EchoStar and DirecTV over the next four months must begin cutting off many subscribers from some network, syndicated and sports programming broadcast by TV superstations.

The FCC last week put in place rules that implement last year's Satellite Home Viewer Improvement Act, which paved the way for satellite carriers to offer local network affiliates.

The trade-off for satellite carriers was that they agreed to block signals from distant markets to viewers with the means of receiving the same programming from local network affiliates and to transmit local sports events that broadcast stations in that market are barred from airing.

Last week's non-duplication rules cover network and exclusive syndication programming offered by the six "superstations": KTLA-TV Los Angeles, WPIX-TV New York, WWOR-TV New York, KWGN-TV Denver, WSBK-TV Boston and wgn-
tv Chicago. Under the new non-duplication rules, local TV stations may demand that satellite carriers black out any network or syndicated programming from superstations that duplicate their programming. The blackout requirement applies only to viewers located within specific zip codes served by the local broadcaster.

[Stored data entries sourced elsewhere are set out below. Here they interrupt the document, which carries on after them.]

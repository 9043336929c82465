use thiserror::Error;

use crate::models::{ParticipantId, Side};

/// Why the authority refused a move proposal
#[derive(Debug, Clone, PartialEq, Eq, Error)]
pub enum Rejection {
    #[error("game is already over")]
    GameOver,
    #[error("match has not started")]
    NotStarted,
    #[error("malformed square: {0}")]
    MalformedSquare(String),
    #[error("no piece on {0}")]
    NoPiece(String),
    #[error("it is {current}'s turn, piece on square belongs to {piece}")]
    NotYourTurn { piece: Side, current: Side },
    #[error("piece belongs to {piece}")]
    NotYourPiece { piece: Side },
    #[error("spectators cannot move")]
    Spectator,
    #[error("illegal move {0}")]
    Illegal(String),
    #[error("{0} ran out of time")]
    TimeExpired(Side),
    #[error("no draw offer to accept")]
    NoDrawOffer,
}

/// Failures of session bookkeeping on the authority
#[derive(Debug, Clone, PartialEq, Eq, Error)]
pub enum SessionError {
    #[error("session {0} already exists")]
    CodeInUse(String),
    #[error("session {0} not found")]
    NotFound(String),
    #[error("invalid session code {0:?}")]
    InvalidCode(String),
    #[error("rejoin refused for {0}")]
    RejoinRefused(ParticipantId),
}

/// A requested time control outside the accepted range
#[derive(Debug, Clone, PartialEq, Eq, Error)]
pub enum TimeControlError {
    #[error("start time of {0} minutes is too long")]
    StartTooLong(u64),
    #[error("increment of {0} seconds is too long")]
    IncrementTooLong(u64),
}

/// Failures of the rules engine adapter
#[derive(Debug, Clone, PartialEq, Eq, Error)]
pub enum RulesError {
    #[error("invalid board snapshot: {0}")]
    InvalidSnapshot(String),
    #[error("move {0} is not legal in this position")]
    IllegalMove(String),
}

/// Failures on the participant side of the protocol
#[derive(Debug, Error)]
pub enum SyncError {
    #[error("could not connect to {address}: {reason}")]
    Connect { address: String, reason: String },
    #[error("transport error: {0}")]
    Transport(String),
    #[error("malformed message: {0}")]
    Codec(#[from] serde_json::Error),
    #[error("connection closed")]
    Closed,
    #[error("timed out waiting for state sync")]
    SyncTimeout,
    #[error("session {0} not found")]
    SessionNotFound(String),
    #[error("server refused: {0}")]
    Server(String),
    #[error("rejoin refused: {0}")]
    RejoinRefused(String),
    #[error("no session to rejoin")]
    NoRememberedSession,
    #[error("not connected")]
    NotConnected,
    #[error("could not rejoin after {attempts} attempts")]
    RejoinExhausted { attempts: u32 },
    #[error("rejoin cancelled")]
    Cancelled,
}

impl SyncError {
    /// Whether another connection attempt could succeed
    pub fn is_retryable(&self) -> bool {
        !matches!(
            self,
            SyncError::SessionNotFound(_)
                | SyncError::RejoinRefused(_)
                | SyncError::NoRememberedSession
                | SyncError::Cancelled
        )
    }
}

/// Invalid configuration values
#[derive(Debug, Clone, PartialEq, Eq, Error)]
pub enum ConfigError {
    #[error("invalid value {value:?} for {key}")]
    Invalid { key: &'static str, value: String },
}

Satellite broadcasters covering national footprints complain that the technical complexity of blacking out specific programs in a limited number of markets may make it impossible for them to carry some shows and games.

Although Congress ordered the FCC generally to apply long-standing cable non-duplication rules to the satellite industry, more- lenient rules should have been passed to account for satellite carriers' nationwide coverage, said EchoStar attorney Pantelis Michalopoulos. "The commission didn't go nearly far enough to recognize the difference in difficulty blacking out programming from nationally distributed media as opposed to a local headend."

DirecTV officials said they had less of a problem with the rules because they carry only one superstation. Broadcasters were evaluating the rules late last week and would not comment.

The new rules do not apply to any distant signals other than the superstations. When satellite carriers import other signals from distant markets, the FCC will apply long-standing rules that allow service only to viewers who can't receive an acceptable, or "Grade B," signal.

Blackout requirements also apply to sporting events when teams and leagues forbid broadcasts in local markets. Blackouts are generally ordered in markets when home games aren't sold out.

The sports-blackout rule applies to network programming as well as superstations. Satellite carriers are barred from airing games carried by superstations or networks if a sports team or league's exclusive distribution rights also bar the local broadcaster from airing the event.

The sports leagues are unhappy that the FCC did not extend the blackout rule to stations from distant markets, not just from network affiliates and superstations. FCC officials, however, said Congress did not ask for limits on other stations, and other stations are currently being imported from distant markets.